Hello !
I was wondering a bit on how to optimize tile fetching and caching on arrays.
So from what I’ve gathered. The only way to cache a cloud array for now is by playing with the parameter sm.tile_cache_size
. Which impact an uncompressed in memory LRU cache of fetched tiles by the current session.
The Issue is that, sometimes, you might want to keep a “generated” cache from one session to another ( as in, commit the cache to the client filesystem) ( For example on compute instances, on long lived sessions that you might have to restart at some point without loosing the cache, or have multiple tiledb clients opening the same cache etc… )
I found an old issue relating to that problem.
But I’m not sure if you had adressed it at some point and I’m missing something.

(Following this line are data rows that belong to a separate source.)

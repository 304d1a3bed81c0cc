//! Candle loading for the runner.
//!
//! Reads an OHLCV CSV with header `timestamp,open,high,low,close,volume`
//! and validates the series (ascending timestamps, consistent OHLC) before
//! anything downstream sees it. Market-data acquisition itself is outside
//! this crate; the CSV is the hand-off point.

use std::fs::File;
use std::io::{Read, Write};
use std::path::Path;

use chrono::{NaiveDate, NaiveDateTime};
use serde::{Deserialize, Serialize};
use thiserror::Error;
use tracing::info;

use edgelab_core::domain::{validate_series, Candle, CandleError};

/// Timestamp formats accepted in candle files, tried in order.
pub const TIMESTAMP_FORMATS: &[&str] = &["%Y-%m-%d %H:%M:%S", "%Y-%m-%dT%H:%M:%S"];

/// Format used when writing candles back out.
pub const WRITE_FORMAT: &str = "%Y-%m-%d %H:%M:%S";

/// Errors from the data loading layer.
#[derive(Debug, Error)]
pub enum LoadError {
    #[error("cannot open {path}: {source}")]
    Io {
        path: String,
        #[source]
        source: std::io::Error,
    },

    #[error("malformed candle row: {0}")]
    Csv(#[from] csv::Error),

    #[error("row {row}: unrecognized timestamp '{value}'")]
    Timestamp { row: usize, value: String },

    #[error("invalid candle series: {0}")]
    Invalid(#[from] CandleError),
}

#[derive(Debug, Serialize, Deserialize)]
struct CandleRow {
    timestamp: String,
    open: f64,
    high: f64,
    low: f64,
    close: f64,
    volume: f64,
}

/// Parse a timestamp in any of the accepted formats. A bare date is midnight.
pub fn parse_timestamp(value: &str) -> Option<NaiveDateTime> {
    let value = value.trim();
    TIMESTAMP_FORMATS
        .iter()
        .find_map(|fmt| NaiveDateTime::parse_from_str(value, fmt).ok())
        .or_else(|| {
            NaiveDate::parse_from_str(value, "%Y-%m-%d")
                .ok()
                .and_then(|d| d.and_hms_opt(0, 0, 0))
        })
}

/// Read and validate candles from any CSV source.
pub fn read_candles<R: Read>(reader: R) -> Result<Vec<Candle>, LoadError> {
    let mut rdr = csv::ReaderBuilder::new()
        .trim(csv::Trim::All)
        .from_reader(reader);

    let mut candles = Vec::new();
    for (i, row) in rdr.deserialize::<CandleRow>().enumerate() {
        let row = row?;
        let timestamp = parse_timestamp(&row.timestamp).ok_or_else(|| LoadError::Timestamp {
            row: i + 1,
            value: row.timestamp.clone(),
        })?;
        candles.push(Candle {
            timestamp,
            open: row.open,
            high: row.high,
            low: row.low,
            close: row.close,
            volume: row.volume,
        });
    }

    validate_series(&candles)?;
    Ok(candles)
}

/// Load and validate candles from a CSV file.
pub fn load_candles_csv(path: &Path) -> Result<Vec<Candle>, LoadError> {
    let file = File::open(path).map_err(|source| LoadError::Io {
        path: path.display().to_string(),
        source,
    })?;
    let candles = read_candles(file)?;
    info!(
        path = %path.display(),
        candles = candles.len(),
        "loaded candles"
    );
    Ok(candles)
}

/// Write candles as CSV in the same layout `read_candles` accepts.
pub fn write_candles<W: Write>(writer: W, candles: &[Candle]) -> Result<(), csv::Error> {
    let mut wtr = csv::Writer::from_writer(writer);
    for c in candles {
        wtr.serialize(CandleRow {
            timestamp: c.timestamp.format(WRITE_FORMAT).to_string(),
            open: c.open,
            high: c.high,
            low: c.low,
            close: c.close,
            volume: c.volume,
        })?;
    }
    wtr.flush()?;
    Ok(())
}

/// Dataset hash for fingerprinting (BLAKE3 over every candle field).
pub fn dataset_hash(candles: &[Candle]) -> String {
    let mut hasher = blake3::Hasher::new();
    for c in candles {
        hasher.update(c.timestamp.to_string().as_bytes());
        hasher.update(&c.open.to_le_bytes());
        hasher.update(&c.high.to_le_bytes());
        hasher.update(&c.low.to_le_bytes());
        hasher.update(&c.close.to_le_bytes());
        hasher.update(&c.volume.to_le_bytes());
    }
    hasher.finalize().to_hex().to_string()
}

#[cfg(test)]
mod tests {
    use super::*;
    use edgelab_core::domain::candles_from_closes;

    const SAMPLE: &str = "\
timestamp,open,high,low,close,volume
2024-01-02 09:00:00,2000.0,2010.0,1995.0,2005.0,1500
2024-01-02T10:00:00,2005.0,2020.0,2001.0,2018.5,1700
2024-01-03,2018.5,2030.0,2015.0,2025.0,900
";

    #[test]
    fn reads_all_timestamp_formats() {
        let candles = read_candles(SAMPLE.as_bytes()).unwrap();
        assert_eq!(candles.len(), 3);
        assert_eq!(candles[1].close, 2018.5);
        assert_eq!(
            candles[2].timestamp,
            NaiveDate::from_ymd_opt(2024, 1, 3)
                .unwrap()
                .and_hms_opt(0, 0, 0)
                .unwrap()
        );
    }

    #[test]
    fn rejects_bad_timestamp() {
        let data = "timestamp,open,high,low,close,volume\n01/02/2024,1,2,0.5,1.5,10\n";
        match read_candles(data.as_bytes()) {
            Err(LoadError::Timestamp { row, value }) => {
                assert_eq!(row, 1);
                assert_eq!(value, "01/02/2024");
            }
            other => panic!("expected timestamp error, got {other:?}"),
        }
    }

    #[test]
    fn rejects_unordered_rows() {
        let data = "timestamp,open,high,low,close,volume\n\
2024-01-02,1,2,0.5,1.5,10\n\
2024-01-01,1,2,0.5,1.5,10\n";
        assert!(matches!(
            read_candles(data.as_bytes()),
            Err(LoadError::Invalid(CandleError::OutOfOrder { index: 1, .. }))
        ));
    }

    #[test]
    fn rejects_non_numeric_field() {
        let data = "timestamp,open,high,low,close,volume\n2024-01-02,abc,2,0.5,1.5,10\n";
        assert!(matches!(read_candles(data.as_bytes()), Err(LoadError::Csv(_))));
    }

    #[test]
    fn missing_file_is_io_error() {
        let err = load_candles_csv(Path::new("/nonexistent/candles.csv")).unwrap_err();
        assert!(matches!(err, LoadError::Io { .. }));
    }

    #[test]
    fn write_then_read_preserves_candles() {
        let candles = candles_from_closes(&[100.0, 101.5, 99.25]);
        let mut buf = Vec::new();
        write_candles(&mut buf, &candles).unwrap();
        assert_eq!(read_candles(buf.as_slice()).unwrap(), candles);
    }

    #[test]
    fn dataset_hash_is_stable_and_sensitive() {
        let a = candles_from_closes(&[100.0, 101.0]);
        let mut b = a.clone();
        assert_eq!(dataset_hash(&a), dataset_hash(&b));
        b[1].close = 101.5;
        assert_ne!(dataset_hash(&a), dataset_hash(&b));
        assert_eq!(dataset_hash(&a).len(), 64);
    }
}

My current workaround is using minio gateway:
docker run \
--name minio-s3-gateway \
-d \
-e MINIO_ROOT_USER=$PUB_KEY \
-e MINIO_ROOT_PASSWORD=$PRIV_KEY \
-e MINIO_CACHE="on" \
-e MINIO_CACHE_DRIVES="/data" \
-p 9000:9000 \
-v minio-cache:/data \
minio/minio gateway s3
(You can tune some more params for the caching policy )
It uses minio as a local cache for the fetched objects.
This has the benefit of faster metadata fetch on array opening.
I guess the question is: Is there a way to create a longer lived cache of fetched tiles that isn’t cleared when you close the client / can reuse between tiledb embeded clients ?
Thanks !